▶ _EXERCISE PROMPT_
Output the number of lines in the material below containing "RegisterConnector" and nothing more.

▶ _SOURCE RECORDS_
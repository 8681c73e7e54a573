//! 命令下发 handler
//!
//! - POST /send-command
//!
//! 下发结果映射：
//! - 设备确认写入 -> 200 `Write successful`
//! - 未注册的 plc_id -> 404（客户端错误）
//! - 连接/协议失败 -> 400，携带下发器的失败详情
//! - 注册表故障 -> 500

use crate::utils::normalize_required;
use crate::utils::response::{bad_request_error, not_found_error};
use crate::AppState;
use api_contract::{ApiResponse, SendCommandRequest};
use axum::{
    extract::State,
    http::StatusCode,
    response::{IntoResponse, Response},
    Json,
};
use plc_control::ControlError;

pub async fn send_command(
    State(state): State<AppState>,
    Json(req): Json<SendCommandRequest>,
) -> Response {
    let plc_id = match normalize_required(req.plc_id, "plc_id") {
        Ok(value) => value,
        Err(response) => return response,
    };
    match state
        .command_service
        .send_command(&plc_id, req.register_address, req.value)
        .await
    {
        Ok(outcome) if outcome.success => (
            StatusCode::OK,
            Json(ApiResponse::<()>::message(outcome.message)),
        )
            .into_response(),
        Ok(outcome) => bad_request_error(outcome.message),
        Err(ControlError::NotFound(_)) => not_found_error("PLC record not found"),
        Err(ControlError::Storage(detail)) => (
            StatusCode::INTERNAL_SERVER_ERROR,
            Json(ApiResponse::<()>::message(detail)),
        )
            .into_response(),
    }
}
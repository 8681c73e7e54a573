//! # 寄存器协议能力模块
//!
//! 管理 PLC 设备连接生命周期并提供寄存器读写：
//!
//! - [`client`]：寄存器客户端（一台设备一条连接、懒建连、显式关闭）
//! - [`modbus`]：Modbus TCP 建连实现（tokio-modbus）
//! - [`simulated`]：进程内模拟设备（测试与演示）
//! - [`error`]：协议错误类型
//!
//! 客户端不做内部重试；恢复策略由调用方（采集扫描的下一轮、命令
//! 下发的上层）决定。

pub mod client;
pub mod error;
pub mod modbus;
pub mod simulated;

pub use client::{ClientOptions, RegisterClient, RegisterConnection, RegisterConnector};
pub use error::ProtocolError;
pub use modbus::ModbusTcpConnector;
pub use simulated::{SimulatedConnector, SimulatedRegisterDevice};
//! 模拟寄存器设备
//!
//! 进程内的寄存器组实现，用于本地演示和测试：
//! - 支持写后回读
//! - 可标记端点不可达（建连失败）或卡死（触发操作超时）
//! - 越界访问返回设备异常（协议错误，连接保留）
//! - 记录在途连接数，用于校验释放纪律

use crate::client::{RegisterConnection, RegisterConnector};
use crate::error::ProtocolError;
use async_trait::async_trait;
use domain::DeviceEndpoint;
use std::collections::{HashMap, HashSet};
use std::sync::atomic::{AtomicUsize, Ordering};
use std::sync::{Arc, Mutex};
use std::time::Duration;

/// 模拟设备的寄存器组。克隆共享同一份寄存器。
#[derive(Debug, Clone)]
pub struct SimulatedRegisterDevice {
    registers: Arc<Mutex<Vec<u16>>>,
}

impl SimulatedRegisterDevice {
    /// 创建 `size` 个全零寄存器的设备。
    pub fn new(size: usize) -> Self {
        Self::with_registers(vec![0; size])
    }

    /// 以给定初值创建设备。
    pub fn with_registers(registers: Vec<u16>) -> Self {
        Self {
            registers: Arc::new(Mutex::new(registers)),
        }
    }

    fn read(&self, address: u16, count: u16) -> Result<Vec<u16>, ProtocolError> {
        let registers = self
            .registers
            .lock()
            .map_err(|_| ProtocolError::Protocol("register bank poisoned".to_string()))?;
        let start = address as usize;
        let end = start + count as usize;
        if end > registers.len() {
            return Err(ProtocolError::Protocol(format!(
                "exception: illegal data address {}..{}",
                start, end
            )));
        }
        Ok(registers[start..end].to_vec())
    }

    fn write(&self, address: u16, value: u16) -> Result<(), ProtocolError> {
        let mut registers = self
            .registers
            .lock()
            .map_err(|_| ProtocolError::Protocol("register bank poisoned".to_string()))?;
        let slot = address as usize;
        if slot >= registers.len() {
            return Err(ProtocolError::Protocol(format!(
                "exception: illegal data address {}",
                slot
            )));
        }
        registers[slot] = value;
        Ok(())
    }

    /// 当前寄存器快照（测试断言用）。
    pub fn snapshot(&self) -> Vec<u16> {
        self.registers.lock().map(|r| r.clone()).unwrap_or_default()
    }
}

/// 模拟建连器：按端点套接字地址路由到模拟设备。
#[derive(Default)]
pub struct SimulatedConnector {
    devices: Mutex<HashMap<String, SimulatedRegisterDevice>>,
    unreachable: Mutex<HashSet<String>>,
    stalled: Mutex<HashSet<String>>,
    open_connections: Arc<AtomicUsize>,
}

impl SimulatedConnector {
    pub fn new() -> Self {
        Self::default()
    }

    /// 注册一台模拟设备。
    pub fn register_device(&self, endpoint: &DeviceEndpoint, device: SimulatedRegisterDevice) {
        if let Ok(mut devices) = self.devices.lock() {
            devices.insert(endpoint.socket_addr(), device);
        }
    }

    /// 获取端点对应的设备句柄（共享寄存器组）。
    pub fn device(&self, endpoint: &DeviceEndpoint) -> Option<SimulatedRegisterDevice> {
        self.devices
            .lock()
            .ok()
            .and_then(|devices| devices.get(&endpoint.socket_addr()).cloned())
    }

    /// 标记端点不可达：后续建连返回连接错误。
    pub fn set_unreachable(&self, endpoint: &DeviceEndpoint) {
        if let Ok(mut unreachable) = self.unreachable.lock() {
            unreachable.insert(endpoint.socket_addr());
        }
    }

    /// 恢复端点可达。
    pub fn set_reachable(&self, endpoint: &DeviceEndpoint) {
        if let Ok(mut unreachable) = self.unreachable.lock() {
            unreachable.remove(&endpoint.socket_addr());
        }
    }

    /// 标记端点卡死：建连成功但任何读写都不再返回。
    pub fn set_stalled(&self, endpoint: &DeviceEndpoint) {
        if let Ok(mut stalled) = self.stalled.lock() {
            stalled.insert(endpoint.socket_addr());
        }
    }

    /// 当前在途连接数。
    pub fn open_connections(&self) -> usize {
        self.open_connections.load(Ordering::SeqCst)
    }
}

#[async_trait]
impl RegisterConnector for SimulatedConnector {
    async fn connect(
        &self,
        endpoint: &DeviceEndpoint,
    ) -> Result<Box<dyn RegisterConnection>, ProtocolError> {
        let key = endpoint.socket_addr();
        let unreachable = self
            .unreachable
            .lock()
            .map(|set| set.contains(&key))
            .unwrap_or(false);
        if unreachable {
            return Err(ProtocolError::Connection(format!(
                "connection refused: {}",
                key
            )));
        }
        let device = self
            .devices
            .lock()
            .ok()
            .and_then(|devices| devices.get(&key).cloned())
            .ok_or_else(|| ProtocolError::Connection(format!("no route to {}", key)))?;
        let stalled = self
            .stalled
            .lock()
            .map(|set| set.contains(&key))
            .unwrap_or(false);
        self.open_connections.fetch_add(1, Ordering::SeqCst);
        Ok(Box::new(SimulatedConnection {
            device,
            stalled,
            open_connections: Arc::clone(&self.open_connections),
            released: false,
        }))
    }
}

/// 一条模拟连接。释放计数在 shutdown 或 drop 时归还。
struct SimulatedConnection {
    device: SimulatedRegisterDevice,
    stalled: bool,
    open_connections: Arc<AtomicUsize>,
    released: bool,
}

impl SimulatedConnection {
    fn release(&mut self) {
        if !self.released {
            self.released = true;
            self.open_connections.fetch_sub(1, Ordering::SeqCst);
        }
    }

    async fn stall() {
        // 足够长，调用方的操作超时先触发
        tokio::time::sleep(Duration::from_secs(3600)).await;
    }
}

#[async_trait]
impl RegisterConnection for SimulatedConnection {
    async fn read_registers(
        &mut self,
        address: u16,
        count: u16,
    ) -> Result<Vec<u16>, ProtocolError> {
        if self.stalled {
            Self::stall().await;
        }
        self.device.read(address, count)
    }

    async fn write_register(&mut self, address: u16, value: u16) -> Result<(), ProtocolError> {
        if self.stalled {
            Self::stall().await;
        }
        self.device.write(address, value)
    }

    async fn shutdown(&mut self) {
        self.release();
    }
}

impl Drop for SimulatedConnection {
    fn drop(&mut self) {
        self.release();
    }
}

▶ _ANSWER TO THE EXERCISE_
3